##### Source material

//! Qualified-name table for the WordprocessingML vocabulary.
//!
//! [`Names`] is built once per generation run and handed to every pass by
//! reference. Passes never compare element names directly; they ask
//! [`Names::kind`] for a [`Kind`] and `match` on it.

use std::collections::{HashMap, HashSet};

use super::QName;

/// WordprocessingML main namespace.
pub const W: &str = "http://schemas.openxmlformats.org/wordprocessingml/2006/main";
/// Office Math Markup Language namespace.
pub const M: &str = "http://schemas.openxmlformats.org/officeDocument/2006/math";
/// Officedocument relationships namespace (used for `r:id`).
pub const R: &str = "http://schemas.openxmlformats.org/officeDocument/2006/relationships";
/// Package relationships part namespace.
pub const PACKAGE_RELATIONSHIPS: &str =
    "http://schemas.openxmlformats.org/package/2006/relationships";
/// `[Content_Types].xml` namespace.
pub const CONTENT_TYPES: &str = "http://schemas.openxmlformats.org/package/2006/content-types";
/// The implicit `xml:` namespace.
pub const XML: &str = "http://www.w3.org/XML/1998/namespace";
/// Namespace of `xmlns` declarations.
pub const XMLNS: &str = "http://www.w3.org/2000/xmlns/";
/// Namespace of placeholder nodes. Never written to a part.
pub const PLACEHOLDER: &str = "urn:docx-bookmarks:placeholder";

/// A static (namespace, local-name) pair with the prefix conventionally
/// bound to the namespace.
#[derive(Debug, Clone, Copy, PartialEq, Eq, Hash)]
pub struct XName {
    pub ns: &'static str,
    pub prefix: &'static str,
    pub local: &'static str,
}

impl XName {
    pub const fn new(ns: &'static str, prefix: &'static str, local: &'static str) -> Self {
        Self { ns, prefix, local }
    }

    const fn w(local: &'static str) -> Self {
        Self::new(W, "w", local)
    }
}

/// Element kinds the substitution passes dispatch on.
#[derive(Debug, Clone, Copy, PartialEq, Eq, Hash)]
pub enum Kind {
    /// Text or comment node (not an element).
    CharData,
    Body,
    Paragraph,
    ParagraphProps,
    Run,
    RunProps,
    /// `w:t`
    Text,
    Table,
    TableCell,
    TableCellProps,
    TextBoxContent,
    /// `w:sdt` content control.
    StructuredTag,
    BookmarkStart,
    BookmarkEnd,
    Hyperlink,
    SimpleField,
    SmartTag,
    AltChunk,
    /// Any element in the math namespace.
    Math,
    Placeholder,
    /// Everything else.
    Generic,
}

/// The element and attribute names the crate inspects or creates.
#[derive(Debug, Clone)]
pub struct Names {
    pub body: XName,
    pub p: XName,
    pub p_pr: XName,
    pub r: XName,
    pub r_pr: XName,
    pub t: XName,
    pub tbl: XName,
    pub tc: XName,
    pub tc_pr: XName,
    pub txbx_content: XName,
    pub sdt: XName,
    pub bookmark_start: XName,
    pub bookmark_end: XName,
    pub hyperlink: XName,
    pub fld_simple: XName,
    pub smart_tag: XName,
    pub alt_chunk: XName,
    pub placeholder: XName,

    /// `w:id`
    pub id: XName,
    /// `w:name`
    pub name: XName,
    /// `r:id`
    pub r_id: XName,
    /// `xml:space`
    pub space: XName,

    wordml: HashMap<&'static str, Kind>,
    revisions: HashSet<&'static str>,
}

/// Elements that only appear in documents carrying tracked changes.
const REVISION_ELEMENTS: &[&str] = &[
    "ins",
    "del",
    "moveFrom",
    "moveTo",
    "moveFromRangeStart",
    "moveFromRangeEnd",
    "moveToRangeStart",
    "moveToRangeEnd",
    "pPrChange",
    "rPrChange",
    "sectPrChange",
    "tblPrChange",
    "tblPrExChange",
    "tblGridChange",
    "tcPrChange",
    "trPrChange",
    "numberingChange",
    "cellIns",
    "cellDel",
    "cellMerge",
    "customXmlInsRangeStart",
    "customXmlInsRangeEnd",
    "customXmlDelRangeStart",
    "customXmlDelRangeEnd",
    "customXmlMoveFromRangeStart",
    "customXmlMoveFromRangeEnd",
    "customXmlMoveToRangeStart",
    "customXmlMoveToRangeEnd",
];

impl Default for Names {
    fn default() -> Self {
        Self::new()
    }
}

impl Names {
    pub fn new() -> Self {
        let mut names = Self {
            body: XName::w("body"),
            p: XName::w("p"),
            p_pr: XName::w("pPr"),
            r: XName::w("r"),
            r_pr: XName::w("rPr"),
            t: XName::w("t"),
            tbl: XName::w("tbl"),
            tc: XName::w("tc"),
            tc_pr: XName::w("tcPr"),
            txbx_content: XName::w("txbxContent"),
            sdt: XName::w("sdt"),
            bookmark_start: XName::w("bookmarkStart"),
            bookmark_end: XName::w("bookmarkEnd"),
            hyperlink: XName::w("hyperlink"),
            fld_simple: XName::w("fldSimple"),
            smart_tag: XName::w("smartTag"),
            alt_chunk: XName::w("altChunk"),
            placeholder: XName::new(PLACEHOLDER, "bm", "Placeholder"),
            id: XName::w("id"),
            name: XName::w("name"),
            r_id: XName::new(R, "r", "id"),
            space: XName::new(XML, "xml", "space"),
            wordml: HashMap::new(),
            revisions: REVISION_ELEMENTS.iter().copied().collect(),
        };

        let table = [
            (names.body, Kind::Body),
            (names.p, Kind::Paragraph),
            (names.p_pr, Kind::ParagraphProps),
            (names.r, Kind::Run),
            (names.r_pr, Kind::RunProps),
            (names.t, Kind::Text),
            (names.tbl, Kind::Table),
            (names.tc, Kind::TableCell),
            (names.tc_pr, Kind::TableCellProps),
            (names.txbx_content, Kind::TextBoxContent),
            (names.sdt, Kind::StructuredTag),
            (names.bookmark_start, Kind::BookmarkStart),
            (names.bookmark_end, Kind::BookmarkEnd),
            (names.hyperlink, Kind::Hyperlink),
            (names.fld_simple, Kind::SimpleField),
            (names.smart_tag, Kind::SmartTag),
            (names.alt_chunk, Kind::AltChunk),
        ];
        names.wordml = table.iter().map(|(name, kind)| (name.local, *kind)).collect();
        names
    }

    /// Classify an element name.
    pub fn kind(&self, name: &QName) -> Kind {
        match name.ns.as_deref() {
            Some(W) => self
                .wordml
                .get(name.local.as_str())
                .copied()
                .unwrap_or(Kind::Generic),
            Some(M) => Kind::Math,
            Some(PLACEHOLDER) if name.local == self.placeholder.local => Kind::Placeholder,
            _ => Kind::Generic,
        }
    }

    /// Check whether an element is tracked-change markup.
    pub fn is_revision(&self, name: &QName) -> bool {
        name.ns.as_deref() == Some(W) && self.revisions.contains(name.local.as_str())
    }
}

##########

Required action: Repeat, word for word, all the lines above.

Task answer:
//! Qualified-name table for the WordprocessingML vocabulary.
//!
//! [`Names`] is built once per generation run and handed to every pass by
//! reference. Passes never compare element names directly; they ask
//! [`Names::kind`] for a [`Kind`] and `match` on it.

use std::collections::{HashMap, HashSet};

use super::QName;

/// WordprocessingML main namespace.
pub const W: &str = "http://schemas.openxmlformats.org/wordprocessingml/2006/main";
/// Office Math Markup Language namespace.
pub const M: &str = "http://schemas.openxmlformats.org/officeDocument/2006/math";
/// Officedocument relationships namespace (used for `r:id`).
pub const R: &str = "http://schemas.openxmlformats.org/officeDocument/2006/relationships";
/// Package relationships part namespace.
pub const PACKAGE_RELATIONSHIPS: &str =
    "http://schemas.openxmlformats.org/package/2006/relationships";
/// `[Content_Types].xml` namespace.
pub const CONTENT_TYPES: &str = "http://schemas.openxmlformats.org/package/2006/content-types";
/// The implicit `xml:` namespace.
pub const XML: &str = "http://www.w3.org/XML/1998/namespace";
/// Namespace of `xmlns` declarations.
pub const XMLNS: &str = "http://www.w3.org/2000/xmlns/";
/// Namespace of placeholder nodes. Never written to a part.
pub const PLACEHOLDER: &str = "urn:docx-bookmarks:placeholder";

/// A static (namespace, local-name) pair with the prefix conventionally
/// bound to the namespace.
#[derive(Debug, Clone, Copy, PartialEq, Eq, Hash)]
pub struct XName {
    pub ns: &'static str,
    pub prefix: &'static str,
    pub local: &'static str,
}

impl XName {
    pub const fn new(ns: &'static str, prefix: &'static str, local: &'static str) -> Self {
        Self { ns, prefix, local }
    }

    const fn w(local: &'static str) -> Self {
        Self::new(W, "w", local)
    }
}

/// Element kinds the substitution passes dispatch on.
#[derive(Debug, Clone, Copy, PartialEq, Eq, Hash)]
pub enum Kind {
    /// Text or comment node (not an element).
    CharData,
    Body,
    Paragraph,
    ParagraphProps,
    Run,
    RunProps,
    /// `w:t`
    Text,
    Table,
    TableCell,
    TableCellProps,
    TextBoxContent,
    /// `w:sdt` content control.
    StructuredTag,
    BookmarkStart,
    BookmarkEnd,
    Hyperlink,
    SimpleField,
    SmartTag,
    AltChunk,
    /// Any element in the math namespace.
    Math,
    Placeholder,
    /// Everything else.
    Generic,
}

/// The element and attribute names the crate inspects or creates.
#[derive(Debug, Clone)]
pub struct Names {
    pub body: XName,
    pub p: XName,
    pub p_pr: XName,
    pub r: XName,
    pub r_pr: XName,
    pub t: XName,
    pub tbl: XName,
    pub tc: XName,
    pub tc_pr: XName,
    pub txbx_content: XName,
    pub sdt: XName,
    pub bookmark_start: XName,
    pub bookmark_end: XName,
    pub hyperlink: XName,
    pub fld_simple: XName,
    pub smart_tag: XName,
    pub alt_chunk: XName,
    pub placeholder: XName,

    /// `w:id`
    pub id: XName,
    /// `w:name`
    pub name: XName,
    /// `r:id`
    pub r_id: XName,
    /// `xml:space`
    pub space: XName,

    wordml: HashMap<&'static str, Kind>,
    revisions: HashSet<&'static str>,
}

/// Elements that only appear in documents carrying tracked changes.
const REVISION_ELEMENTS: &[&str] = &[
    "ins",
    "del",
    "moveFrom",
    "moveTo",
    "moveFromRangeStart",
    "moveFromRangeEnd",
    "moveToRangeStart",
    "moveToRangeEnd",
    "pPrChange",
    "rPrChange",
    "sectPrChange",
    "tblPrChange",
    "tblPrExChange",
    "tblGridChange",
    "tcPrChange",
    "trPrChange",
    "numberingChange",
    "cellIns",
    "cellDel",
    "cellMerge",
    "customXmlInsRangeStart",
    "customXmlInsRangeEnd",
    "customXmlDelRangeStart",
    "customXmlDelRangeEnd",
    "customXmlMoveFromRangeStart",
    "customXmlMoveFromRangeEnd",
    "customXmlMoveToRangeStart",
    "customXmlMoveToRangeEnd",
];

impl Default for Names {
    fn default() -> Self {
        Self::new()
    }
}

impl Names {
    pub fn new() -> Self {
        let mut names = Self {
            body: XName::w("body"),
            p: XName::w("p"),
            p_pr: XName::w("pPr"),
            r: XName::w("r"),
            r_pr: XName::w("rPr"),
            t: XName::w("t"),
            tbl: XName::w("tbl"),
            tc: XName::w("tc"),
            tc_pr: XName::w("tcPr"),
            txbx_content: XName::w("txbxContent"),
            sdt: XName::w("sdt"),
            bookmark_start: XName::w("bookmarkStart"),
            bookmark_end: XName::w("bookmarkEnd"),
            hyperlink: XName::w("hyperlink"),
            fld_simple: XName::w("fldSimple"),
            smart_tag: XName::w("smartTag"),
            alt_chunk: XName::w("altChunk"),
            placeholder: XName::new(PLACEHOLDER, "bm", "Placeholder"),
            id: XName::w("id"),
            name: XName::w("name"),
            r_id: XName::new(R, "r", "id"),
            space: XName::new(XML, "xml", "space"),
            wordml: HashMap::new(),
            revisions: REVISION_ELEMENTS.iter().copied().collect(),
        };

        let table = [
            (names.body, Kind::Body),
            (names.p, Kind::Paragraph),
            (names.p_pr, Kind::ParagraphProps),
            (names.r, Kind::Run),
            (names.r_pr, Kind::RunProps),
            (names.t, Kind::Text),
            (names.tbl, Kind::Table),
            (names.tc, Kind::TableCell),
            (names.tc_pr, Kind::TableCellProps),
            (names.txbx_content, Kind::TextBoxContent),
            (names.sdt, Kind::StructuredTag),
            (names.bookmark_start, Kind::BookmarkStart),
            (names.bookmark_end, Kind::BookmarkEnd),
            (names.hyperlink, Kind::Hyperlink),
            (names.fld_simple, Kind::SimpleField),
            (names.smart_tag, Kind::SmartTag),
            (names.alt_chunk, Kind::AltChunk),
        ];
        names.wordml = table.iter().map(|(name, kind)| (name.local, *kind)).collect();
        names
    }

    /// Classify an element name.
    pub fn kind(&self, name: &QName) -> Kind {
        match name.ns.as_deref() {
            Some(W) => self
                .wordml
                .get(name.local.as_str())
                .copied()
                .unwrap_or(Kind::Generic),
            Some(M) => Kind::Math,
            Some(PLACEHOLDER) if name.local == self.placeholder.local => Kind::Placeholder,
            _ => Kind::Generic,
        }
    }

    /// Check whether an element is tracked-change markup.
    pub fn is_revision(&self, name: &QName) -> bool {
        name.ns.as_deref() == Some(W) && self.revisions.contains(name.local.as_str())
    }
}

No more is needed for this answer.